I’ve witnessed scenes most people can’t imagine: chairs flying across classrooms, teenage boys towering over me, radiating anger. These aren’t isolated incidents, but glimpses into a growing crisis within our schools, a crisis often misunderstood and oversimplified.
Recent proposals suggest keeping students suspended for non-violent misbehavior *on* school grounds, a move some believe will prevent them from “rotting” at home. On the surface, it sounds logical, even compassionate. But years spent working with teenagers have taught me a crucial truth: this is only half the story.
The reality is, simply changing *where* a student serves a suspension won’t address the underlying issues driving their behavior. It feels like a headline-grabbing initiative, a quick fix masking a deeper, more systemic problem. I’ve learned there are no “bad” children, only children burdened by challenges far beyond their control, challenges that demand genuine support.
Keeping a suspended student at their desk doesn’t equate to progress. It doesn’t dismantle the root causes of their actions. It merely shifts the location of their failure, making it less visible, more palatable to the outside world. They’re still failing, just in a quieter room.
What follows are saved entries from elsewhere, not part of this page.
use axum::extract::{Extension, Path, State};
use axum::http::{HeaderMap, HeaderValue, StatusCode};
use axum::Json;
use serde::{Deserialize, Serialize};
use std::collections::HashMap;

use skyport_types::ids::AccountId;
use skyport_types::{Deployment, LabelMetrics};

use super::{find_app_for_account, require_collaborator, require_owner};
use crate::error::ApiError;
use crate::state::ApiState;

#[derive(Debug, Serialize)]
pub struct DeploymentView {
    pub name: String,
    pub key: String,
}

impl From<Deployment> for DeploymentView {
    fn from(d: Deployment) -> Self {
        DeploymentView { name: d.name, key: d.key.as_str().to_string() }
    }
}

async fn find_deployment(
    state: &ApiState,
    account: &AccountId,
    app_name: &str,
    deployment_name: &str,
) -> Result<(skyport_types::App, Deployment), ApiError> {
    let app = find_app_for_account(state, account, app_name).await?;
    require_collaborator(&app, account)?;
    let deployment = state.metadata.get_deployment(app.id, deployment_name).await?;
    Ok((app, deployment))
}

pub async fn list_deployments(
    State(state): State<ApiState>,
    Extension(account): Extension<AccountId>,
    Path(app_name): Path<String>,
) -> Result<Json<Vec<DeploymentView>>, ApiError> {
    let app = find_app_for_account(&state, &account, &app_name).await?;
    require_collaborator(&app, &account)?;
    let deployments = state.metadata.list_deployments(app.id).await?;
    Ok(Json(deployments.into_iter().map(DeploymentView::from).collect()))
}

#[derive(Debug, Deserialize)]
#[serde(rename_all = "camelCase")]
pub struct CreateDeploymentRequest {
    pub name: String,
}

pub async fn create_deployment(
    State(state): State<ApiState>,
    Extension(account): Extension<AccountId>,
    Path(app_name): Path<String>,
    Json(body): Json<CreateDeploymentRequest>,
) -> Result<(StatusCode, HeaderMap, Json<DeploymentView>), ApiError> {
    let app = find_app_for_account(&state, &account, &app_name).await?;
    require_owner(&app, &account)?;

    let deployment = state.metadata.create_deployment(app.id, &body.name).await?;
    let mut headers = HeaderMap::new();
    if let Ok(value) = HeaderValue::from_str(&format!("/apps/{}/deployments/{}", app.name, deployment.name)) {
        headers.insert(axum::http::header::LOCATION, value);
    }
    Ok((StatusCode::CREATED, headers, Json(deployment.into())))
}

pub async fn get_deployment(
    State(state): State<ApiState>,
    Extension(account): Extension<AccountId>,
    Path((app_name, deployment_name)): Path<(String, String)>,
) -> Result<Json<DeploymentView>, ApiError> {
    let (_, deployment) = find_deployment(&state, &account, &app_name, &deployment_name).await?;
    Ok(Json(deployment.into()))
}

#[derive(Debug, Deserialize)]
#[serde(rename_all = "camelCase")]
pub struct PatchDeploymentRequest {
    pub name: Option<String>,
}

pub async fn patch_deployment(
    State(state): State<ApiState>,
    Extension(account): Extension<AccountId>,
    Path((app_name, deployment_name)): Path<(String, String)>,
    Json(body): Json<PatchDeploymentRequest>,
) -> Result<Json<DeploymentView>, ApiError> {
    let app = find_app_for_account(&state, &account, &app_name).await?;
    require_owner(&app, &account)?;
    let deployment = state.metadata.get_deployment(app.id, &deployment_name).await?;

    let deployment = match body.name {
        Some(new_name) => state.metadata.rename_deployment(deployment.id, &new_name).await?,
        None => deployment,
    };
    Ok(Json(deployment.into()))
}

pub async fn delete_deployment(
    State(state): State<ApiState>,
    Extension(account): Extension<AccountId>,
    Path((app_name, deployment_name)): Path<(String, String)>,
) -> Result<StatusCode, ApiError> {
    let app = find_app_for_account(&state, &account, &app_name).await?;
    require_owner(&app, &account)?;
    let deployment = state.metadata.get_deployment(app.id, &deployment_name).await?;

    state.metadata.delete_deployment(deployment.id).await?;
    if let Err(e) = state.cache.invalidate(&deployment.key.hash_hex()).await {
        tracing::warn!(error = %e, deployment = %deployment.name, "cache invalidation failed after deployment deletion");
    }
    Ok(StatusCode::NO_CONTENT)
}

pub async fn get_history(
    State(state): State<ApiState>,
    Extension(account): Extension<AccountId>,
    Path((app_name, deployment_name)): Path<(String, String)>,
) -> Result<Json<Vec<skyport_types::Package>>, ApiError> {
    let (_, deployment) = find_deployment(&state, &account, &app_name, &deployment_name).await?;
    let history = state.metadata.get_history(deployment.id).await?;
    Ok(Json(history.as_slice().to_vec()))
}

pub async fn clear_history(
    State(state): State<ApiState>,
    Extension(account): Extension<AccountId>,
    Path((app_name, deployment_name)): Path<(String, String)>,
) -> Result<StatusCode, ApiError> {
    let app = find_app_for_account(&state, &account, &app_name).await?;
    require_owner(&app, &account)?;
    let deployment = state.metadata.get_deployment(app.id, &deployment_name).await?;

    state.metadata.clear_history(deployment.id).await?;
    if let Err(e) = state.cache.invalidate(&deployment.key.hash_hex()).await {
        tracing::warn!(error = %e, deployment = %deployment.name, "cache invalidation failed after history clear");
    }
    Ok(StatusCode::NO_CONTENT)
}

pub async fn get_metrics(
    State(state): State<ApiState>,
    Extension(account): Extension<AccountId>,
    Path((app_name, deployment_name)): Path<(String, String)>,
) -> Result<Json<HashMap<String, LabelMetrics>>, ApiError> {
    let (_, deployment) = find_deployment(&state, &account, &app_name, &deployment_name).await?;
    let metrics = state.cache.get_metrics(deployment.key.as_str()).await?;
    Ok(Json(metrics))
}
Internal inclusion, the sanitized term for in-school suspension, often means a stark, isolating experience. Imagine spending an entire day – including breaks and lunch – staring at peeling paint in a makeshift cubicle, enforced silence the only companion. It’s a far cry from education, a form of educational purgatory.
Teachers, already stretched thin, are expected to provide meaningful work on the fly, often scrambling for a worksheet moments before the student is removed from class. There’s no budget for targeted intervention, no dedicated staff to address the complex behavioral, psychological, and social barriers these students face.
To expect teachers to solve problems stemming from societal issues like poverty and mental health is not only unrealistic, it’s deeply unfair. It’s akin to asking them to fill chasms with band-aids, a futile attempt to address systemic failures with individual effort.
If the government truly prioritized these students, it would invest in comprehensive support systems. Every school needs fully-trained psychological staff capable of addressing the emotional and mental roots of disruptive behavior. We need to make teaching a more attractive profession, ensuring enough qualified professionals to cover curriculum *and* provide individualized support.
And for students who genuinely cannot thrive in a traditional school setting, we must provide access to high-quality alternative provisions – environments tailored to their unique social and emotional needs. Without these crucial resources, we’re simply perpetuating a different kind of failure.
This treatment slowly erodes any remaining hope or faith these students have in the education system. It doesn’t benefit anyone – not the students, not the teachers, and certainly not the future of a generation grappling with unprecedented challenges.
The truth is, keeping suspended students in school is convenient for those in power. It’s about keeping the problem out of sight, away from public scrutiny. Unless these measures are backed by substantial funding and targeted support, they are nothing more than a cosmetic fix, a way to manage appearances rather than address the core issues.